On March 18, ABC's "This Week," hosted by Cokie Roberts and Sam Donaldson, had Amazon (Nasdaq: AMZN) CEO Jeff Bezos, Morgan Stanley Chief Strategist Byron Wien and Warren Buffett as guests. Simply put, Sam and Cokie were doing the best CNBC imitation they could do.

Maybe it was just that "This Week" got tired of politics. Or maybe it means that Wall Street's fortunes can't get much worse.

It's the same deal with the broadcast news programs. You'll inevitably get some mention about the market. Fox News commentator Bill O'Reilly even floated the idea last week that Alan Greenspan and Bill Clinton knew the markets would tank, but failed to warn the public.
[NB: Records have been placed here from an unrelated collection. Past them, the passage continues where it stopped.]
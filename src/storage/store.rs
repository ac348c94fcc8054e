//! Persistence seam.
//!
//! The triage service writes snapshots through [`IncidentStore`] after each
//! committed change. A failed write is logged and never rolls back or
//! blocks the in-memory state, so a retried delivery replays cleanly.

use std::collections::HashMap;

use parking_lot::RwLock;
use thiserror::Error;

use crate::dispatch::Responder;
use crate::storage::models::{DispatchRecord, IncidentFilter, IncidentRecord};
use crate::storage::stats::{self, IncidentStats};

#[derive(Debug, Error, Clone, PartialEq)]
pub enum StoreError {
    #[error("store unavailable: {0}")]
    Unavailable(String),

    #[error("record rejected: {0}")]
    Rejected(String),
}

pub trait IncidentStore: Send + Sync {
    fn save_incident(&self, record: &IncidentRecord) -> Result<(), StoreError>;
    fn save_dispatch(&self, record: &DispatchRecord) -> Result<(), StoreError>;
    fn save_responder(&self, responder: &Responder) -> Result<(), StoreError>;

    fn incident(&self, incident_id: &str) -> Result<Option<IncidentRecord>, StoreError>;
    fn dispatch(&self, incident_id: &str) -> Result<Option<DispatchRecord>, StoreError>;
    fn list_incidents(&self, filter: &IncidentFilter) -> Result<Vec<IncidentRecord>, StoreError>;

    /// Aggregates over every stored incident.
    fn stats(&self) -> Result<IncidentStats, StoreError> {
        let all = self.list_incidents(&IncidentFilter::default())?;
        Ok(stats::compute(&all))
    }
}

/// Process-local store, keyed by id. Upserts replace the previous snapshot.
#[derive(Default)]
pub struct MemoryStore {
    incidents: RwLock<HashMap<String, IncidentRecord>>,
    dispatches: RwLock<HashMap<String, DispatchRecord>>,
    responders: RwLock<HashMap<String, Responder>>,
}

impl MemoryStore {
    pub fn new() -> Self {
        Self::default()
    }

    pub fn responder(&self, responder_id: &str) -> Option<Responder> {
        self.responders.read().get(responder_id).cloned()
    }

    pub fn incident_count(&self) -> usize {
        self.incidents.read().len()
    }
}

impl IncidentStore for MemoryStore {
    fn save_incident(&self, record: &IncidentRecord) -> Result<(), StoreError> {
        if record.incident_id.is_empty() {
            return Err(StoreError::Rejected("incident without id".to_string()));
        }
        self.incidents
            .write()
            .insert(record.incident_id.clone(), record.clone());
        Ok(())
    }

    fn save_dispatch(&self, record: &DispatchRecord) -> Result<(), StoreError> {
        self.dispatches
            .write()
            .insert(record.incident_id.clone(), record.clone());
        Ok(())
    }

    fn save_responder(&self, responder: &Responder) -> Result<(), StoreError> {
        self.responders
            .write()
            .insert(responder.id.clone(), responder.clone());
        Ok(())
    }

    fn incident(&self, incident_id: &str) -> Result<Option<IncidentRecord>, StoreError> {
        Ok(self.incidents.read().get(incident_id).cloned())
    }

    fn dispatch(&self, incident_id: &str) -> Result<Option<DispatchRecord>, StoreError> {
        Ok(self.dispatches.read().get(incident_id).cloned())
    }

    fn list_incidents(&self, filter: &IncidentFilter) -> Result<Vec<IncidentRecord>, StoreError> {
        let snapshot: Vec<IncidentRecord> = self.incidents.read().values().cloned().collect();
        Ok(filter.apply(snapshot))
    }
}
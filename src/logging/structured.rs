//! Structured logging utilities.
//!
//! Provides context-aware logging with session and incident ids included
//! in every log message. Session ids are reporting-party phone numbers, so
//! they are masked before they reach a log line.

use std::fmt;

use crate::security::pii::mask_identifier;

/// Logging context for one conversation session.
#[derive(Debug, Clone)]
pub struct LogContext {
    pub session: String,
    pub incident_id: Option<String>,
}

impl LogContext {
    pub fn new(session_id: &str) -> Self {
        Self {
            session: mask_identifier(session_id),
            incident_id: None,
        }
    }

    /// Context for operator actions and ticks that are not tied to a session.
    pub fn operator() -> Self {
        Self {
            session: "operator".to_string(),
            incident_id: None,
        }
    }

    pub fn with_incident(&self, incident_id: &str) -> Self {
        Self {
            session: self.session.clone(),
            incident_id: Some(incident_id.to_string()),
        }
    }
}

impl fmt::Display for LogContext {
    fn fmt(&self, f: &mut fmt::Formatter<'_>) -> fmt::Result {
        match &self.incident_id {
            Some(iid) => write!(f, "[session={}] [incident={}]", self.session, iid),
            None => write!(f, "[session={}]", self.session),
        }
    }
}

/// Initialize the process-wide logger.
///
/// Safe to call repeatedly; only the first call installs the backend.
/// `RUST_LOG` overrides the default `info` level.
pub fn init_logger() {
    let _ = env_logger::Builder::from_env(env_logger::Env::default().default_filter_or("info"))
        .format_timestamp_millis()
        .try_init();
}

/// Log an info event with context and `key=value` pairs.
#[macro_export]
macro_rules! log_event {
    ($ctx:expr, $event:expr $(, $key:ident = $value:expr)* $(,)?) => {
        log::info!(
            "{} {}{}",
            $ctx,
            $event,
            {
                #[allow(unused_mut)]
                let mut fields = String::new();
                $(
                    fields.push_str(&format!(" {}={}", stringify!($key), $value));
                )*
                fields
            }
        );
    };
}

#[cfg(test)]
mod tests {
    use super::*;

    #[test]
    fn test_log_context_display() {
        let ctx = LogContext::new("+16475550199");
        assert_eq!(format!("{}", ctx), "[session=***0199]");

        let ctx_with_incident = ctx.with_incident("inc-1a2b3c4d");
        assert_eq!(
            format!("{}", ctx_with_incident),
            "[session=***0199] [incident=inc-1a2b3c4d]"
        );
    }

    #[test]
    fn test_operator_context() {
        let ctx = LogContext::operator().with_incident("inc-9");
        assert_eq!(format!("{}", ctx), "[session=operator] [incident=inc-9]");
    }

    #[test]
    fn test_log_event_macro_expands() {
        let ctx = LogContext::new("web-demo");
        crate::log_event!(ctx, "FLOW_TRANSITION", from = "START", to = "TALK");
        crate::log_event!(ctx, "MESSAGE_EMPTY");
    }
}
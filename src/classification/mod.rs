//! Message triage.
//!
//! Maps free-text crisis messages to a classification record:
//! - Category, urgency, emotion (ordered keyword cascade)
//! - Police escalation and community-resolution flags (escalation policy)
//! - Recommended action derived from urgency
//! - Optional advisory AI augmentation with guaranteed keyword fallback

pub mod augmentation;
pub mod category;
pub mod classifier;
pub mod escalation;
#[cfg(feature = "gemini")]
pub mod gemini;

pub use augmentation::{classify_with_augmenter, parse_ai_payload, AiAnalysis, AugmentError, Augmenter};
pub use category::*;
pub use classifier::*;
When all these media types are talking about the bear market and what Cisco (Nasdaq: CSCO) CEO John Chambers thinks about the economy it has to be the beginning of a bull market. Every media outlet is proclaiming the sky has fallen.

Looking back, it turns out that a little content analysis of the media would have predicted when market peaked last year.

AOL Time Warner (NYSE: AOL), then Time Warner, launched eCompanyNow, a new economy magazine, in June 2000 just as the "new economy" was becoming just the "economy." Time Warner was obviously salivating over those ad-filled issues of The Industry Standard, Business 2.0 and all those new economy mags back in 2000.

That first issue of eCompanyNow pondered Internet incubators (remember them?), how Web marketplaces will change business forever (we're waiting), and getting jobs at dot-coms (are any left?).

But Time Warner Publishing's late entry to the new economy bandwagon was just the beginning.

The clear signal that the markets had peaked in 2000 was TNT's "Bull," a Wall Street soap opera about a bunch of investment bankers. "Bull" made its debut in August, but was inevitably cooked up a few months earlier when investors were going ga-ga over those dot-coms that now are lucky to be listed on the Nasdaq.

Then we got Fox Broadcasting's show The $treet. It debuted in November and went off the air a few episodes later. You could say it was quickly delisted. "Bull," however, is returning for a run in 2001. Let's hope the market cooperates this time.